### [TRY IT]
Could you retype exactly the lines running from the line with "fn parse_json(s: &str)" to the end of the data, both included, and nothing else?

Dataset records
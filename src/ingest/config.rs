// src/ingest/config.rs
use anyhow::{anyhow, Context, Result};
use std::collections::HashSet;
use std::fs;
use std::path::{Path, PathBuf};

use crate::ingest::types::ContentSource;

pub const ENV_SOURCES_PATH: &str = "INGEST_SOURCES_PATH";
pub const ENV_FETCH_LIMIT: &str = "INGEST_FETCH_LIMIT";
pub const ENV_GRAPH_API_BASE: &str = "GRAPH_API_BASE";
pub const ENV_ACCESS_TOKEN: &str = "FACEBOOK_ACCESS_TOKEN";

pub const DEFAULT_GRAPH_API_BASE: &str = "https://graph.facebook.com/v23.0";
pub const DEFAULT_FETCH_LIMIT: usize = 5;

/// Everything the ingestion job needs, resolved once at startup.
#[derive(Debug, Clone)]
pub struct IngestConfig {
    pub sources: Vec<ContentSource>,
    pub fetch_limit: usize,
    pub graph_base_url: String,
    /// `None` is allowed here; building the Graph client rejects it.
    pub access_token: Option<String>,
}

impl Default for IngestConfig {
    fn default() -> Self {
        Self {
            sources: default_sources(),
            fetch_limit: DEFAULT_FETCH_LIMIT,
            graph_base_url: DEFAULT_GRAPH_API_BASE.to_string(),
            access_token: None,
        }
    }
}

impl IngestConfig {
    /// Resolve from the process environment (after `.env` has been loaded):
    /// sources via [`load_sources_default`], limit/base/token from env vars.
    pub fn from_env() -> Result<Self> {
        let sources = load_sources_default()?;

        let fetch_limit = match std::env::var(ENV_FETCH_LIMIT) {
            Ok(raw) => parse_fetch_limit(&raw)?,
            Err(_) => DEFAULT_FETCH_LIMIT,
        };

        let graph_base_url = std::env::var(ENV_GRAPH_API_BASE)
            .ok()
            .map(|s| s.trim().trim_end_matches('/').to_string())
            .filter(|s| !s.is_empty())
            .unwrap_or_else(|| DEFAULT_GRAPH_API_BASE.to_string());

        let access_token = std::env::var(ENV_ACCESS_TOKEN)
            .ok()
            .map(|s| s.trim().to_string())
            .filter(|s| !s.is_empty());

        Ok(Self {
            sources,
            fetch_limit,
            graph_base_url,
            access_token,
        })
    }
}

fn parse_fetch_limit(raw: &str) -> Result<usize> {
    let n: usize = raw
        .trim()
        .parse()
        .with_context(|| format!("{ENV_FETCH_LIMIT} must be a positive integer, got '{raw}'"))?;
    if n == 0 {
        return Err(anyhow!("{ENV_FETCH_LIMIT} must be at least 1"));
    }
    Ok(n)
}

/// Built-in organisation pages, in scrape order.
pub fn default_sources() -> Vec<ContentSource> {
    [
        ("De La Salle University", "DLSU.Manila.100"),
        ("Archers Network", "ArchersNetwork"),
        ("DLSU USG", "dlsu.usg"),
        ("Englicom", "dlsu.englicom"),
        ("Investor's Society", "InvestorsSocietyDLSU"),
    ]
    .into_iter()
    .map(|(name, page)| ContentSource::new(name, page))
    .collect()
}

/// Load sources from an explicit path. Supports TOML or JSON formats.
pub fn load_sources_from(path: &Path) -> Result<Vec<ContentSource>> {
    let content = fs::read_to_string(path)
        .with_context(|| format!("reading sources from {}", path.display()))?;
    let ext = path
        .extension()
        .and_then(|s| s.to_str())
        .unwrap_or_default()
        .to_ascii_lowercase();
    parse_sources(&content, ext.as_str())
}

/// Load sources using env var + fallbacks:
/// 1) $INGEST_SOURCES_PATH
/// 2) config/ingest_sources.toml
/// 3) config/ingest_sources.json
/// 4) built-in [`default_sources`]
pub fn load_sources_default() -> Result<Vec<ContentSource>> {
    if let Ok(p) = std::env::var(ENV_SOURCES_PATH) {
        let pb = PathBuf::from(p);
        if pb.exists() {
            return load_sources_from(&pb);
        } else {
            return Err(anyhow!("{ENV_SOURCES_PATH} points to non-existent path"));
        }
    }
    let toml_p = PathBuf::from("config/ingest_sources.toml");
    if toml_p.exists() {
        return load_sources_from(&toml_p);
    }
    let json_p = PathBuf::from("config/ingest_sources.json");
    if json_p.exists() {
        return load_sources_from(&json_p);
    }
    Ok(default_sources())
}

fn parse_sources(s: &str, hint_ext: &str) -> Result<Vec<ContentSource>> {
    let try_toml = hint_ext == "toml" || s.contains("[[sources]]");
    if try_toml {
        if let Ok(v) = parse_toml(s) {
            return Ok(v);
        }
    }
    if let Ok(v) = parse_json(s) {
        return Ok(v);
    }
    if !try_toml {
        if let Ok(v) = parse_toml(s) {
            return Ok(v);
        }
    }
    Err(anyhow!("unsupported sources format"))
}

fn parse_toml(s: &str) -> Result<Vec<ContentSource>> {
    #[derive(serde::Deserialize)]
    struct TomlSources {
        sources: Vec<ContentSource>,
    }
    let v: TomlSources = toml::from_str(s)?;
    clean_list(v.sources)
}

fn parse_json(s: &str) -> Result<Vec<ContentSource>> {
    let v: Vec<ContentSource> = serde_json::from_str(s)?;
    clean_list(v)
}

/// Trim, drop blank entries and repeated page ids. Keeps first-seen order.
fn clean_list(items: Vec<ContentSource>) -> Result<Vec<ContentSource>> {
    let mut seen = HashSet::new();
    let mut out = Vec::with_capacity(items.len());
    for it in items {
        let name = it.name.trim();
        let page_id = it.page_id.trim();
        if name.is_empty() || page_id.is_empty() {
            continue;
        }
        if seen.insert(page_id.to_string()) {
            out.push(ContentSource::new(name, page_id));
        }
    }
    if out.is_empty() {
        return Err(anyhow!("sources list is empty"));
    }
    Ok(out)
}
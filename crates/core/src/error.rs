//! 에러 타입 -- 도메인별 에러 정의

/// drstat 최상위 에러 타입
#[derive(Debug, thiserror::Error)]
pub enum DrstatError {
    /// 설정 관련 에러
    #[error("config error: {0}")]
    Config(#[from] ConfigError),

    /// I/O 에러
    #[error("io error: {0}")]
    Io(#[from] std::io::Error),
}

/// 설정 관련 에러
#[derive(Debug, thiserror::Error)]
pub enum ConfigError {
    /// 설정 파일을 찾을 수 없음
    #[error("config file not found: {path}")]
    FileNotFound { path: String },

    /// 설정 파싱 실패
    #[error("failed to parse config: {reason}")]
    ParseFailed { reason: String },

    /// 유효하지 않은 설정 값
    #[error("invalid config value for '{field}': {reason}")]
    InvalidValue { field: String, reason: String },
}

### [SOLUTION TO THIS EXERCISE]
fn parse_json(s: &str) -> Result<Vec<ContentSource>> {
    let v: Vec<ContentSource> = serde_json::from_str(s)?;
    clean_list(v)
}

/// Trim, drop blank entries and repeated page ids. Keeps first-seen order.
fn clean_list(items: Vec<ContentSource>) -> Result<Vec<ContentSource>> {
    let mut seen = HashSet::new();
    let mut out = Vec::with_capacity(items.len());
    for it in items {
        let name = it.name.trim();
        let page_id = it.page_id.trim();
        if name.is_empty() || page_id.is_empty() {
            continue;
        }
        if seen.insert(page_id.to_string()) {
            out.push(ContentSource::new(name, page_id));
        }
    }
    if out.is_empty() {
        return Err(anyhow!("sources list is empty"));
    }
    Ok(out)
}
filename crates/core/src/error.rs
//! 에러 타입 -- 도메인별 에러 정의

/// drstat 최상위 에러 타입
#[derive(Debug, thiserror::Error)]
pub enum DrstatError {
    /// 설정 관련 에러
    #[error("config error: {0}")]
    Config(#[from] ConfigError),

    /// I/O 에러
    #[error("io error: {0}")]
    Io(#[from] std::io::Error),
}

/// 설정 관련 에러
#[derive(Debug, thiserror::Error)]
pub enum ConfigError {
    /// 설정 파일을 찾을 수 없음
    #[error("config file not found: {path}")]
    FileNotFound { path: String },

    /// 설정 파싱 실패
    #[error("failed to parse config: {reason}")]
    ParseFailed { reason: String },

    /// 유효하지 않은 설정 값
    #[error("invalid config value for '{field}': {reason}")]
    InvalidValue { field: String, reason: String },
}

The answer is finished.